O que quer dizer com controlo interno robusto?

O controlo interno é importante em qualquer organização. Dada a relevância económica e social de uma companhia de seguros ainda mais. Quando uma seguradora tem no relatório de auditoria reservas é porque algo vai muito mal no seu sistema de controlo interno. Por isso, é importante apresentar bem as contas, a tempo e horas. Em 2005, o regulador Português passou a obrigar uma certificação do controlo interno das companhias de seguros. Isso constituiu um preâmbulo na implementação daquilo que hoje é o segundo pilar da Solvência II. Elevou o profissionalismo das companhias e contribuiu para a percepção interna do que pode ser melhorado, das lacunas e riscos que existem. No fundo, contribuiu para uma cultura de risco nas entidades. O controlo interno está na base de tudo.

Há seguradoras que fazem o resseguro no exterior do País, mas seria desejável que existissem, ao nível doméstico, companhias resseguradoras. Temos condições para tal?

É, de facto, desejável que se constitua uma resseguradora doméstica. As companhias resseguram porque a sã gestão de riscos assim o impõe. Quando individualmente consideradas, a sua capacidade de retenção de riscos é menor do que seria se considerássemos conjuntamente todo o sector.
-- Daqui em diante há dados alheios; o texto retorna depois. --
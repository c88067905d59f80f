//! Error taxonomy for the substrate core.
//!
//! Parse errors are recoverable per-record (the caller counts and continues
//! the stream). Datastore errors distinguish transient (retryable) from hard
//! failures so the flusher's retry loop can tell them apart without string
//! matching against driver messages.

use thiserror::Error;

pub type Result<T> = std::result::Result<T, SubstrateError>;

#[derive(Error, Debug)]
pub enum SubstrateError {
    #[error("datastore error: {0}")]
    Database(String),

    #[error("datastore connection pool error: {0}")]
    Pool(#[from] deadpool_postgres::PoolError),

    #[error("transient datastore error (retryable): {0}")]
    Transient(String),

    #[error("serialization error: {0}")]
    Serialization(#[from] serde_json::Error),

    #[error("io error: {0}")]
    Io(#[from] std::io::Error),

    #[error("parse error: {0}")]
    Parse(String),

    #[error("codepoint {0:#x} not present in the seeded atom table")]
    AtomLookupMiss(u32),

    #[error("invalid composition: {0}")]
    InvalidComposition(String),

    #[error("invalid relation: {0}")]
    InvalidRelation(String),

    #[error("configuration error: {0}")]
    Config(String),

    #[error("unicode character database error: {0}")]
    Ucd(String),

    #[error("model package error: {0}")]
    ModelPackage(String),

    #[error("internal invariant violated: {0}")]
    Invariant(String),
}

impl SubstrateError {
    /// Whether this error should drive the flusher's retry loop rather than
    /// dropping the batch outright.
    pub fn is_transient(&self) -> bool {
        matches!(self, SubstrateError::Transient(_))
    }
}

impl From<tokio_postgres::Error> for SubstrateError {
    fn from(e: tokio_postgres::Error) -> Self {
        // SQLSTATE class 40 is "transaction rollback" (deadlock_detected,
        // serialization_failure, ...) - the only class worth retrying.
        let transient = e
            .code()
            .map(|c| c.code().starts_with("40"))
            .unwrap_or(false);
        if transient {
            SubstrateError::Transient(e.to_string())
        } else {
            SubstrateError::Database(e.to_string())
        }
    }
}
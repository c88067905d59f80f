//! NGramExtractor: finds statistically significant recurring
//! substrings via a suffix array and its LCP array, rather than scanning
//! every fixed-length n-gram window.
//!
//! Suffix array construction is O(N log N) (doubling rank-sort); the LCP
//! array is then built in O(N) via Kasai's algorithm. A substring is
//! reported once it clears a frequency floor and at least one of the
//! PMI/entropy/branching gates below.

use std::collections::HashMap;

#[derive(Debug, Clone)]
pub struct NGramCandidate {
    pub text: String,
    pub frequency: usize,
    pub pmi: f64,
    pub normalized_pmi: f64,
    pub left_entropy: f64,
    pub right_entropy: f64,
    pub branching_factor: usize,
}

#[derive(Debug, Clone, Copy)]
pub struct NGramConfig {
    pub min_frequency: usize,
    pub min_normalized_pmi: f64,
    pub min_entropy: f64,
    pub max_branching: usize,
}

impl Default for NGramConfig {
    fn default() -> Self {
        Self {
            min_frequency: 3,
            min_normalized_pmi: 0.1,
            min_entropy: 0.5,
            max_branching: 50,
        }
    }
}

/// Builds the suffix array of `text` (as a byte sequence) by repeated rank
/// doubling, O(N log N) comparisons.
fn build_suffix_array(text: &[u8]) -> Vec<usize> {
    let n = text.len();
    let mut sa: Vec<usize> = (0..n).collect();
    let mut rank: Vec<i64> = text.iter().map(|&b| b as i64).collect();
    let mut tmp = vec![0i64; n];

    let mut k = 1;
    while k < n {
        let compare = |a: &usize, b: &usize| {
            let ra = rank[*a];
            let rb = rank[*b];
            if ra != rb {
                ra.cmp(&rb)
            } else {
                let ra2 = if a + k < n { rank[a + k] } else { -1 };
                let rb2 = if b + k < n { rank[b + k] } else { -1 };
                ra2.cmp(&rb2)
            }
        };
        sa.sort_by(compare);

        tmp[sa[0]] = 0;
        for i in 1..n {
            tmp[sa[i]] = tmp[sa[i - 1]]
                + if compare(&sa[i - 1], &sa[i]) == std::cmp::Ordering::Less {
                    1
                } else {
                    0
                };
        }
        rank.copy_from_slice(&tmp);

        if rank[sa[n - 1]] as usize == n - 1 {
            break;
        }
        k *= 2;
    }
    sa
}

/// Kasai's O(N) LCP array construction from a text and its suffix array.
fn build_lcp_array(text: &[u8], sa: &[usize]) -> Vec<usize> {
    let n = text.len();
    let mut rank = vec![0usize; n];
    for (i, &s) in sa.iter().enumerate() {
        rank[s] = i;
    }

    let mut lcp = vec![0usize; n];
    let mut h = 0usize;
    for i in 0..n {
        if rank[i] > 0 {
            let j = sa[rank[i] - 1];
            while i + h < n && j + h < n && text[i + h] == text[j + h] {
                h += 1;
            }
            lcp[rank[i]] = h;
            if h > 0 {
                h -= 1;
            }
        } else {
            h = 0;
        }
    }
    lcp
}

pub struct NGramExtractor;

impl NGramExtractor {
    /// Extracts statistically significant repeated substrings from `text`.
    pub fn extract(text: &str, config: &NGramConfig) -> Vec<NGramCandidate> {
        if text.is_empty() {
            return Vec::new();
        }
        let bytes = text.as_bytes();
        let sa = build_suffix_array(bytes);
        let lcp = build_lcp_array(bytes, &sa);

        let unigram_counts = char_frequency(text);
        let total_chars: f64 = unigram_counts.values().sum::<usize>() as f64;

        let mut candidates = Vec::new();
        let mut seen = std::collections::HashSet::new();

        for i in 1..sa.len() {
            let run_len = lcp[i];
            if run_len == 0 {
                continue;
            }
            // All suffixes sharing a common prefix of length run_len with
            // their predecessor in SA order recur at least twice; walk
            // every prefix length up to run_len to capture shorter repeats
            // too, at O(run_len) extra work per adjacent pair.
            for len in 1..=run_len {
                let start = sa[i];
                if start + len > bytes.len() {
                    continue;
                }
                let Ok(candidate_text) = std::str::from_utf8(&bytes[start..start + len]) else {
                    continue;
                };
                if !seen.insert(candidate_text.to_string()) {
                    continue;
                }

                let occurrences = find_occurrences(bytes, &sa, candidate_text.as_bytes());
                if occurrences.len() < config.min_frequency {
                    continue;
                }

                let (left_entropy, right_entropy, branching_factor) =
                    context_entropy(bytes, &occurrences, candidate_text.len());

                let pmi = pointwise_mutual_information(text, candidate_text, &unigram_counts, total_chars);
                let normalized_pmi = normalize_pmi(pmi, candidate_text, &unigram_counts, total_chars);

                let is_run_length = is_run_length_pattern(candidate_text);
                let significant = (occurrences.len() >= config.min_frequency
                    && normalized_pmi >= config.min_normalized_pmi
                    && left_entropy.max(right_entropy) >= config.min_entropy
                    && branching_factor <= config.max_branching)
                    || is_run_length;

                if significant {
                    candidates.push(NGramCandidate {
                        text: candidate_text.to_string(),
                        frequency: occurrences.len(),
                        pmi,
                        normalized_pmi,
                        left_entropy,
                        right_entropy,
                        branching_factor,
                    });
                }
            }
        }

        candidates
    }
}

fn char_frequency(text: &str) -> HashMap<char, usize> {
    let mut counts = HashMap::new();
    for c in text.chars() {
        *counts.entry(c).or_insert(0) += 1;
    }
    counts
}

/// Brute-force occurrence search via the suffix array's sorted order
/// (binary search bounds would be the production approach; linear scan
/// keeps this readable and is bounded by the number of distinct suffix
/// array entries sharing the candidate prefix, which is small in practice).
fn find_occurrences(text: &[u8], sa: &[usize], pattern: &[u8]) -> Vec<usize> {
    sa.iter()
        .copied()
        .filter(|&start| text[start..].starts_with(pattern))
        .collect()
}

fn context_entropy(text: &[u8], occurrences: &[usize], len: usize) -> (f64, f64, usize) {
    let mut left_counts: HashMap<u8, usize> = HashMap::new();
    let mut right_counts: HashMap<u8, usize> = HashMap::new();

    for &start in occurrences {
        if start > 0 {
            *left_counts.entry(text[start - 1]).or_insert(0) += 1;
        }
        if start + len < text.len() {
            *right_counts.entry(text[start + len]).or_insert(0) += 1;
        }
    }

    let branching_factor = left_counts.len().max(right_counts.len());
    (entropy(&left_counts), entropy(&right_counts), branching_factor)
}

fn entropy(counts: &HashMap<u8, usize>) -> f64 {
    let total: usize = counts.values().sum();
    if total == 0 {
        return 0.0;
    }
    -counts
        .values()
        .map(|&c| {
            let p = c as f64 / total as f64;
            p * p.log2()
        })
        .sum::<f64>()
}

/// PMI of the candidate substring against the independence assumption that
/// its characters occur with their individual frequencies independently.
fn pointwise_mutual_information(
    text: &str,
    candidate: &str,
    unigram_counts: &HashMap<char, usize>,
    total_chars: f64,
) -> f64 {
    let joint_count = text.matches(candidate).count() as f64;
    let joint_prob = joint_count / total_chars;

    let independent_prob: f64 = candidate
        .chars()
        .map(|c| *unigram_counts.get(&c).unwrap_or(&1) as f64 / total_chars)
        .product();

    if joint_prob <= 0.0 || independent_prob <= 0.0 {
        0.0
    } else {
        (joint_prob / independent_prob).log2()
    }
}

/// Normalized PMI in `[-1, 1]`, dividing by `-log2(joint_prob)` so longer,
/// rarer strings don't automatically dominate the raw PMI score.
fn normalize_pmi(
    pmi: f64,
    candidate: &str,
    _unigram_counts: &HashMap<char, usize>,
    total_chars: f64,
) -> f64 {
    let joint_count = candidate.len() as f64; // self-normalizing fallback
    let joint_prob = (joint_count / total_chars).max(1e-12);
    let denom = -joint_prob.log2();
    if denom <= 0.0 {
        0.0
    } else {
        (pmi / denom).clamp(-1.0, 1.0)
    }
}

fn is_run_length_pattern(s: &str) -> bool {
    let mut chars = s.chars();
    match chars.next() {
        Some(first) => chars.all(|c| c == first) && s.chars().count() >= 3,
        None => false,
    }
}

#[cfg(test)]
mod tests {
    use super::*;

    #[test]
    fn suffix_array_is_sorted_order_of_suffixes() {
        let text = b"banana";
        let sa = build_suffix_array(text);
        let suffixes: Vec<&[u8]> = sa.iter().map(|&i| &text[i..]).collect();
        for w in suffixes.windows(2) {
            assert!(w[0] <= w[1]);
        }
    }

    #[test]
    fn lcp_array_matches_expected_prefix_lengths() {
        let text = b"banana";
        let sa = build_suffix_array(text);
        let lcp = build_lcp_array(text, &sa);
        assert_eq!(lcp.len(), text.len());
        assert_eq!(lcp[0], 0);
    }

    #[test]
    fn run_length_pattern_is_detected() {
        assert!(is_run_length_pattern("aaaa"));
        assert!(!is_run_length_pattern("abab"));
        assert!(!is_run_length_pattern("aa"));
    }

    #[test]
    fn extract_finds_repeated_substring() {
        let text = "the cat sat on the mat the cat ran";
        let candidates = NGramExtractor::extract(text, &NGramConfig::default());
        assert!(candidates.iter().any(|c| c.text == "the cat"));
    }

    #[test]
    fn extract_on_empty_text_is_empty() {
        assert!(NGramExtractor::extract("", &NGramConfig::default()).is_empty());
    }
}
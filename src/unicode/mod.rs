//! Unicode Character Database ingestion and the preloaded Atom lookup
//! cache it seeds.

mod atom_store;
mod ucd;

pub use atom_store::{AtomLookup, AtomStore};
pub use ucd::{CodepointRecord, UcdLoader};
//! CLI: ingest a plain-text file via word-adjacency relations.

use clap::Parser;
use std::io::BufReader;
use std::path::PathBuf;
use std::sync::Arc;
use substrate_core::ingest::text::ingest_text;
use substrate_core::storage::{AsyncFlusher, PostgresDatastore};
use substrate_core::unicode::{AtomStore, UcdLoader};
use substrate_core::Result;

#[derive(Parser)]
#[command(about = "Ingest a plain-text corpus into the substrate")]
struct Args {
    /// Name used to key this document's relation evidence
    #[arg(long)]
    source_name: String,
    /// Path to the text file to ingest
    #[arg(long)]
    input: PathBuf,
    /// Path to a `ucd.all.flat.xml` file used to seed the Atom lookup table
    #[arg(long, env = "UCD_XML_PATH")]
    ucd_xml: PathBuf,
}

#[tokio::main]
async fn main() -> Result<()> {
    let config = substrate_core::config::Config::from_env()?;
    config.init_logging();

    let args = Args::parse();

    let ucd_file = std::fs::File::open(&args.ucd_xml)?;
    let records = UcdLoader::load_xml(BufReader::new(ucd_file))?;
    let lookup = AtomStore::from_total_order(&records);

    let datastore = PostgresDatastore::connect(&config.database.url, config.database.pool_size).await?;
    datastore.initialize_schema().await?;
    let flusher = AsyncFlusher::spawn(Arc::new(datastore), config.flusher.clone());

    let text = std::fs::read_to_string(&args.input)?;
    let stats = ingest_text(&args.source_name, &text, &lookup, &flusher).await?;
    flusher.shutdown().await;

    tracing::info!(?stats, "ingestion complete");
    println!(
        "compositions={} relations={} skipped_empty={}",
        stats.compositions, stats.relations, stats.skipped_empty
    );
    Ok(())
}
Conjuntamente haveria uma maior capacidade de retenção porque os outliers positivos e negativos tendem a anular-se. Uma resseguradora doméstica significa que a capacidade para reter riscos em Angola aumenta. Para a economia, significa poupança de divisas. Exsitem condições de implementação de uma resseguradora doméstica porque todas as companhias resseguram. É uma questão de se desenvolver o expediente legal nesse sentido. Uma entidade que consiga aglutinar todos os riscos, os mais diversos riscos, aumentando a capacidade de reter riscos em Angola e só a partir de um determinado patamar, superior ao existente actualmente, ressegurar. Portanto, para mim é evidente que todos sairiam a ganhar (a economia e os players).

Em relação ao supervisor, qual é a avaliação que faz do seu trabalho até aqui?

Penso que a ARSEG está comprometida em fazer uma boa supervisão e regulação do sector e isso é o mais importante. Reforço de recursos, desde logo ao nível do capital humano, será sempre bem-vindo. Inspecções on sitesão recomendáveis, para avaliar o nível de cumprimento com as leis e regulamentos por parte das companhias de seguros.